*** Material supplied

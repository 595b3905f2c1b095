//! Mock implementations of the engine's collaborators.
//!
//! These mocks script their responses and record every call so tests can
//! assert exactly how many completions, writes and runs happened.

use crate::error::{KintsugiError, Result as KintsugiResult};
use crate::llm::{FatalErrorClassifier, ProviderApiError};
use crate::project::FileStore;
use crate::runner::{RunOptions, TestExecutionResult, TestRunner};
use anyhow::{bail, Result};
use async_trait::async_trait;
use std::collections::{HashMap, VecDeque};
use std::path::{Path, PathBuf};
use std::sync::atomic::{AtomicU32, Ordering};
use std::sync::{Mutex, MutexGuard, PoisonError};

fn lock<T>(mutex: &Mutex<T>) -> MutexGuard<'_, T> {
    mutex.lock().unwrap_or_else(PoisonError::into_inner)
}

// ============================================================================
// File store
// ============================================================================

/// In-memory file store.
///
/// Writes are visible to later reads, so a healing run that rewrites a test
/// reads back its own output.
///
/// # Example
///
/// ```rust,ignore
/// let files = MockFileStore::new()
///     .with_file("src/add.ts", "export const add = (a, b) => a + b;");
///
/// engine.write_test_file(&target, None).await?;
/// assert_eq!(files.write_count(), 1);
/// ```
#[derive(Debug, Default)]
pub struct MockFileStore {
    files: Mutex<HashMap<PathBuf, String>>,
    writes: Mutex<Vec<(PathBuf, String)>>,
    write_error: Option<String>,
    read_count: AtomicU32,
}

impl MockFileStore {
    #[must_use]
    pub fn new() -> Self {
        Self::default()
    }

    /// Seed a file.
    #[must_use]
    pub fn with_file(self, path: &str, content: &str) -> Self {
        lock(&self.files).insert(PathBuf::from(path), content.to_string());
        self
    }

    /// Make every write fail with `error`.
    #[must_use]
    pub fn with_write_error(mut self, error: &str) -> Self {
        self.write_error = Some(error.to_string());
        self
    }

    /// Every successful write, in order.
    pub fn writes(&self) -> Vec<(PathBuf, String)> {
        lock(&self.writes).clone()
    }

    pub fn write_count(&self) -> usize {
        lock(&self.writes).len()
    }

    pub fn read_count(&self) -> u32 {
        self.read_count.load(Ordering::SeqCst)
    }

    /// Current content of `path`.
    pub fn file(&self, path: &str) -> Option<String> {
        lock(&self.files).get(Path::new(path)).cloned()
    }
}

#[async_trait]
impl FileStore for MockFileStore {
    async fn read_file(&self, path: &Path) -> Result<String> {
        self.read_count.fetch_add(1, Ordering::SeqCst);
        match lock(&self.files).get(path) {
            Some(content) => Ok(content.clone()),
            None => bail!("No such file: {}", path.display()),
        }
    }

    async fn write_file(&self, path: &Path, content: &str) -> Result<()> {
        if let Some(error) = &self.write_error {
            bail!("{}", error);
        }
        lock(&self.files).insert(path.to_path_buf(), content.to_string());
        lock(&self.writes).push((path.to_path_buf(), content.to_string()));
        Ok(())
    }

    async fn exists(&self, path: &Path) -> bool {
        lock(&self.files).contains_key(path)
    }
}

// ============================================================================
// Test runner
// ============================================================================

/// One scripted outcome for [`MockTestRunner`].
#[derive(Debug, Clone)]
pub enum MockRun {
    Result(TestExecutionResult),
    /// The runner itself failed (non-fatal).
    Error(String),
    /// A provider quota error surfaced through the runner.
    Quota(String),
}

/// Scripted test runner.
///
/// Replays outcomes in order, repeating the last one once the script is
/// exhausted. With no script, every run passes.
#[derive(Debug, Default)]
pub struct MockTestRunner {
    script: Mutex<VecDeque<MockRun>>,
    last: Mutex<Option<MockRun>>,
    calls: Mutex<Vec<(String, RunOptions)>>,
    call_count: AtomicU32,
}

impl MockTestRunner {
    #[must_use]
    pub fn new() -> Self {
        Self::default()
    }

    #[must_use]
    pub fn with_result(self, result: TestExecutionResult) -> Self {
        self.with_scripted(MockRun::Result(result))
    }

    #[must_use]
    pub fn with_pass(self) -> Self {
        self.with_result(TestExecutionResult::passed())
    }

    #[must_use]
    pub fn with_failure(self, stderr: &str) -> Self {
        self.with_result(TestExecutionResult::failed(1, stderr))
    }

    #[must_use]
    pub fn with_scripted(self, run: MockRun) -> Self {
        lock(&self.script).push_back(run);
        self
    }

    pub fn call_count(&self) -> u32 {
        self.call_count.load(Ordering::SeqCst)
    }

    /// Every `(command, options)` pair received, in order.
    pub fn calls(&self) -> Vec<(String, RunOptions)> {
        lock(&self.calls).clone()
    }

    fn next_run(&self) -> Option<MockRun> {
        let next = lock(&self.script).pop_front();
        let mut last = lock(&self.last);
        match next {
            Some(run) => {
                *last = Some(run.clone());
                Some(run)
            }
            None => last.clone(),
        }
    }
}

#[async_trait]
impl TestRunner for MockTestRunner {
    async fn run_test(&self, command: &str, options: &RunOptions) -> Result<TestExecutionResult> {
        self.call_count.fetch_add(1, Ordering::SeqCst);
        lock(&self.calls).push((command.to_string(), options.clone()));

        match self.next_run() {
            Some(MockRun::Result(result)) => Ok(result),
            Some(MockRun::Error(message)) => bail!("{}", message),
            Some(MockRun::Quota(message)) => {
                Err(anyhow::Error::new(ProviderApiError::QuotaExceeded { message }))
            }
            None => Ok(TestExecutionResult::passed()),
        }
    }
}

// ============================================================================
// Fatal classifier
// ============================================================================

/// Classifier that treats messages containing any configured needle as fatal.
#[derive(Debug, Default)]
pub struct MockFatalClassifier {
    needles: Vec<String>,
    check_count: AtomicU32,
}

impl MockFatalClassifier {
    /// A classifier that never reports fatal errors.
    #[must_use]
    pub fn new() -> Self {
        Self::default()
    }

    #[must_use]
    pub fn with_fatal_message(mut self, needle: &str) -> Self {
        self.needles.push(needle.to_string());
        self
    }

    pub fn check_count(&self) -> u32 {
        self.check_count.load(Ordering::SeqCst)
    }
}

impl FatalErrorClassifier for MockFatalClassifier {
    fn check(&self, error: &KintsugiError) -> KintsugiResult<()> {
        self.check_count.fetch_add(1, Ordering::SeqCst);
        let message = error.to_string();
        if self.needles.iter().any(|n| message.contains(n.as_str())) {
            return Err(KintsugiError::fatal(message));
        }
        Ok(())
    }
}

******

§ Task instructions
Scan the entries above, and wherever a line holds the string "load", copy it.

§ Solution to the exercise
        self.read_count.load(Ordering::SeqCst)
        self.call_count.load(Ordering::SeqCst)
        self.check_count.load(Ordering::SeqCst)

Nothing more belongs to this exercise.